В первый же день, когда Валентина перешла в отцовский дом, Мария Михайловна сказала мужу:

— Ты не имеешь права скрывать от матери. Ты должен сообщить Галине Григорьевне о дочери.

— Маша, а вдруг она приедет… Наверняка приедет…

— Пусть приезжает, встретим как дорогую гостью, — отвечала Мария Михайловна, а на душе у самой было тревожно-претревожно. Приедет первая жена, мать… Он любил ее когда-то. И кто знает, что будет, если они встретятся вновь… А вдруг он вернется к первой жене, простив ей все обиды? Что будет делать она, Мария Михайловна? Ведь у нее тоже сын…

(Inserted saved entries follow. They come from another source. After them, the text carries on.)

// Event DTOs for public API
//
// An Event mirrors a Google Calendar event: the id, html_link, created,
// updated and etag fields are assigned by the provider, and the attendees,
// reminders and recurrence blobs keep whatever shape the provider returned.

use chrono::{DateTime, Duration, Utc};
use serde::{Deserialize, Serialize};
use utoipa::ToSchema;
use uuid::Uuid;

/// A calendar event synchronized with Google Calendar
#[derive(Debug, Clone, Serialize, Deserialize, ToSchema)]
pub struct Event {
    /// Google Calendar event id
    pub id: String,
    pub summary: String,
    pub description: Option<String>,
    pub location: Option<String>,
    pub start_time: DateTime<Utc>,
    pub end_time: DateTime<Utc>,
    pub all_day: bool,
    /// IANA timezone name (e.g. "Africa/Nairobi")
    pub timezone: String,
    pub status: EventStatus,
    pub transparency: Transparency,
    pub calendar_id: String,
    /// URL to view the event in Google Calendar
    pub html_link: String,
    /// Provider-side creation time
    pub created: DateTime<Utc>,
    /// Provider-side last update time
    pub updated: DateTime<Utc>,
    /// ETag for concurrency control
    pub etag: String,
    /// Attendee objects as returned by the provider
    pub attendees: serde_json::Value,
    /// Reminder settings as returned by the provider
    pub reminders: serde_json::Value,
    /// RRULE strings for repeating events
    pub recurrence: serde_json::Value,
    pub owner_id: Uuid,
}

impl Event {
    pub fn duration(&self) -> Duration {
        self.end_time - self.start_time
    }

    pub fn is_recurring(&self) -> bool {
        self.recurrence
            .as_array()
            .map(|rules| !rules.is_empty())
            .unwrap_or(false)
    }

    /// Human-readable summary of the event's recurrence rules
    pub fn recurrence_pattern(&self) -> &'static str {
        let Some(rules) = self.recurrence.as_array().filter(|r| !r.is_empty()) else {
            return "No recurrence";
        };
        for rule in rules.iter().filter_map(|r| r.as_str()) {
            if rule.contains("FREQ=DAILY") {
                return "Daily";
            } else if rule.contains("FREQ=WEEKLY") {
                return "Weekly";
            } else if rule.contains("FREQ=MONTHLY") {
                return "Monthly";
            } else if rule.contains("FREQ=YEARLY") {
                return "Yearly";
            }
        }
        "Custom recurrence"
    }

    /// Email addresses of all attendees that carry one
    pub fn attendee_emails(&self) -> Vec<String> {
        self.attendees
            .as_array()
            .map(|attendees| {
                attendees
                    .iter()
                    .filter_map(|a| a.get("email").and_then(|e| e.as_str()))
                    .map(|e| e.to_string())
                    .collect()
            })
            .unwrap_or_default()
    }
}

/// Status of an event
#[derive(Debug, Clone, Copy, PartialEq, Eq, Serialize, Deserialize, ToSchema)]
#[serde(rename_all = "snake_case")]
pub enum EventStatus {
    Confirmed,
    Tentative,
    Cancelled,
}

impl Default for EventStatus {
    fn default() -> Self {
        EventStatus::Confirmed
    }
}

impl std::fmt::Display for EventStatus {
    fn fmt(&self, f: &mut std::fmt::Formatter<'_>) -> std::fmt::Result {
        match self {
            EventStatus::Confirmed => write!(f, "confirmed"),
            EventStatus::Tentative => write!(f, "tentative"),
            EventStatus::Cancelled => write!(f, "cancelled"),
        }
    }
}

impl std::str::FromStr for EventStatus {
    type Err = String;

    fn from_str(s: &str) -> Result<Self, Self::Err> {
        match s {
            "confirmed" => Ok(EventStatus::Confirmed),
            "tentative" => Ok(EventStatus::Tentative),
            "cancelled" => Ok(EventStatus::Cancelled),
            _ => Err(format!("Unknown event status: {}", s)),
        }
    }
}

/// Whether an event blocks time on the calendar
#[derive(Debug, Clone, Copy, PartialEq, Eq, Serialize, Deserialize, ToSchema)]
#[serde(rename_all = "snake_case")]
pub enum Transparency {
    /// Blocks time on the calendar
    Opaque,
    /// Does not block time
    Transparent,
}

impl Default for Transparency {
    fn default() -> Self {
        Transparency::Opaque
    }
}

impl std::fmt::Display for Transparency {
    fn fmt(&self, f: &mut std::fmt::Formatter<'_>) -> std::fmt::Result {
        match self {
            Transparency::Opaque => write!(f, "opaque"),
            Transparency::Transparent => write!(f, "transparent"),
        }
    }
}

impl std::str::FromStr for Transparency {
    type Err = String;

    fn from_str(s: &str) -> Result<Self, Self::Err> {
        match s {
            "opaque" => Ok(Transparency::Opaque),
            "transparent" => Ok(Transparency::Transparent),
            _ => Err(format!("Unknown transparency: {}", s)),
        }
    }
}

/// Request to create an event
///
/// summary, start_time and end_time are optional at the wire level so a
/// missing field surfaces as a validation error rather than a
/// deserialization failure.
///
/// attendees, reminders and recurrence accept both the Google Calendar
/// shapes and the keyed-map shapes some mobile clients send; see
/// [`CreateEventRequest::normalized_attendees`] and friends.
#[derive(Debug, Clone, Default, Serialize, Deserialize, ToSchema)]
pub struct CreateEventRequest {
    #[schema(example = "Team standup")]
    pub summary: Option<String>,
    pub description: Option<String>,
    pub location: Option<String>,
    /// ISO 8601 timestamp
    #[schema(example = "2025-08-20T18:00:00Z")]
    pub start_time: Option<String>,
    /// ISO 8601 timestamp
    #[schema(example = "2025-08-20T19:00:00Z")]
    pub end_time: Option<String>,
    pub timezone: Option<String>,
    pub transparency: Option<Transparency>,
    pub calendar_id: Option<String>,
    /// Either `[{"email": ...}]` or `{"attendee_0": {"email": ...}}`
    #[schema(value_type = Object, example = json!([{"email": "jane@example.com"}]))]
    pub attendees: Option<serde_json::Value>,
    /// Either `{"useDefault": true}` style settings or nothing
    #[schema(value_type = Object)]
    pub reminders: Option<serde_json::Value>,
    /// Either `["RRULE:FREQ=WEEKLY"]` or `{"rule": "RRULE:FREQ=WEEKLY"}`
    #[schema(value_type = Object, example = json!(["RRULE:FREQ=WEEKLY"]))]
    pub recurrence: Option<serde_json::Value>,
}

impl CreateEventRequest {
    /// Attendees as a flat list of `{"email": ...}` objects
    pub fn normalized_attendees(&self) -> Vec<serde_json::Value> {
        match &self.attendees {
            Some(serde_json::Value::Array(list)) => list.clone(),
            Some(serde_json::Value::Object(map)) => map
                .values()
                .filter(|a| a.get("email").is_some())
                .cloned()
                .collect(),
            _ => Vec::new(),
        }
    }

    /// Recurrence as a flat list of RRULE strings
    pub fn normalized_recurrence(&self) -> Vec<String> {
        match &self.recurrence {
            Some(serde_json::Value::Array(list)) => list
                .iter()
                .filter_map(|r| r.as_str())
                .map(|r| r.to_string())
                .collect(),
            Some(serde_json::Value::Object(map)) => map
                .values()
                .filter_map(|r| r.as_str())
                .filter(|r| r.starts_with("RRULE:"))
                .map(|r| r.to_string())
                .collect(),
            _ => Vec::new(),
        }
    }

    /// Reminder settings, kept only when they look like provider settings
    pub fn normalized_reminders(&self) -> Option<serde_json::Value> {
        match &self.reminders {
            Some(serde_json::Value::Object(map))
                if map.contains_key("useDefault") || map.contains_key("overrides") =>
            {
                self.reminders.clone()
            }
            _ => None,
        }
    }
}

/// Request to update an event; only provided fields are changed
#[derive(Debug, Clone, Default, Serialize, Deserialize, ToSchema)]
pub struct UpdateEventRequest {
    pub summary: Option<String>,
    pub description: Option<String>,
    pub location: Option<String>,
    /// ISO 8601 timestamp
    pub start_time: Option<String>,
    /// ISO 8601 timestamp
    pub end_time: Option<String>,
    pub timezone: Option<String>,
    pub transparency: Option<Transparency>,
}

#[cfg(test)]
mod tests {
    use super::*;
    use serde_json::json;

    fn sample_event() -> Event {
        Event {
            id: "evt_1".to_string(),
            summary: "Standup".to_string(),
            description: None,
            location: None,
            start_time: "2025-08-20T18:00:00Z".parse().unwrap(),
            end_time: "2025-08-20T19:30:00Z".parse().unwrap(),
            all_day: false,
            timezone: "UTC".to_string(),
            status: EventStatus::Confirmed,
            transparency: Transparency::Opaque,
            calendar_id: "primary".to_string(),
            html_link: "https://calendar.google.com/event?eid=evt_1".to_string(),
            created: "2025-08-01T00:00:00Z".parse().unwrap(),
            updated: "2025-08-01T00:00:00Z".parse().unwrap(),
            etag: "\"etag1\"".to_string(),
            attendees: json!([
                {"email": "john@example.com", "displayName": "John"},
                {"displayName": "No Email"},
            ]),
            reminders: json!({"useDefault": true}),
            recurrence: json!([]),
            owner_id: Uuid::nil(),
        }
    }

    #[test]
    fn test_status_round_trip() {
        for s in ["confirmed", "tentative", "cancelled"] {
            let status: EventStatus = s.parse().unwrap();
            assert_eq!(status.to_string(), s);
        }
        assert!("deleted".parse::<EventStatus>().is_err());
    }

    #[test]
    fn test_transparency_round_trip() {
        for s in ["opaque", "transparent"] {
            let t: Transparency = s.parse().unwrap();
            assert_eq!(t.to_string(), s);
        }
        assert!("busy".parse::<Transparency>().is_err());
    }

    #[test]
    fn test_duration_and_recurrence() {
        let mut event = sample_event();
        assert_eq!(event.duration(), Duration::minutes(90));
        assert!(!event.is_recurring());

        event.recurrence = json!(["RRULE:FREQ=YEARLY"]);
        assert!(event.is_recurring());
    }

    #[test]
    fn test_recurrence_pattern() {
        let mut event = sample_event();
        assert_eq!(event.recurrence_pattern(), "No recurrence");

        for (rule, expected) in [
            ("RRULE:FREQ=DAILY", "Daily"),
            ("RRULE:FREQ=WEEKLY;BYDAY=MO", "Weekly"),
            ("RRULE:FREQ=MONTHLY", "Monthly"),
            ("RRULE:FREQ=YEARLY", "Yearly"),
            ("RRULE:FREQ=HOURLY", "Custom recurrence"),
        ] {
            event.recurrence = json!([rule]);
            assert_eq!(event.recurrence_pattern(), expected);
        }
    }

    #[test]
    fn test_attendee_emails_skips_missing() {
        let event = sample_event();
        assert_eq!(event.attendee_emails(), vec!["john@example.com"]);
    }

    #[test]
    fn test_normalize_attendees_from_map() {
        let req = CreateEventRequest {
            attendees: Some(json!({
                "attendee_0": {"email": "a@example.com"},
                "attendee_1": {"displayName": "no email"},
            })),
            ..Default::default()
        };
        let attendees = req.normalized_attendees();
        assert_eq!(attendees.len(), 1);
        assert_eq!(attendees[0]["email"], "a@example.com");
    }

    #[test]
    fn test_normalize_recurrence_from_map() {
        let req = CreateEventRequest {
            recurrence: Some(json!({"rule": "RRULE:FREQ=WEEKLY", "junk": "nope"})),
            ..Default::default()
        };
        assert_eq!(req.normalized_recurrence(), vec!["RRULE:FREQ=WEEKLY"]);

        let req = CreateEventRequest {
            recurrence: Some(json!(["RRULE:FREQ=DAILY"])),
            ..Default::default()
        };
        assert_eq!(req.normalized_recurrence(), vec!["RRULE:FREQ=DAILY"]);
    }

    #[test]
    fn test_normalize_reminders_rejects_unknown_shape() {
        let req = CreateEventRequest {
            reminders: Some(json!({"minutes": 30})),
            ..Default::default()
        };
        assert!(req.normalized_reminders().is_none());

        let req = CreateEventRequest {
            reminders: Some(json!({"useDefault": false, "overrides": [{"method": "popup", "minutes": 60}]})),
            ..Default::default()
        };
        assert!(req.normalized_reminders().is_some());
    }
}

Точно разгадав эти мысли, Николай Сергеевич осторожно сказал:

— Маша, может быть, все-таки повременим сообщать. Летом отправим к ней в гости Валю. Мне кажется, так лучше.

«Он тоже боится встречи», — подумала Мария Михайловна, а вслух твердо повторила:

— Нет, садись и пиши ей.

Валентина не знала о таких разговорах и тревогах. Однажды она спросила у отца, известно ли ему, где, на какой дороге погибла при бомбежке мама?

— Твоя мама жива, — с непонятной ей грустью ответил он.

— Жива? Моя мама жива? Почему же, почему же вы молчали! — с недоумением воскликнула она.

— Успокойся, доченька. Я запросил адрес, — лукавя, продолжал Николай Сергеевич. — Адрес придет, и мы тогда…

— Поедем к ней, к маме! — обрадовалась она.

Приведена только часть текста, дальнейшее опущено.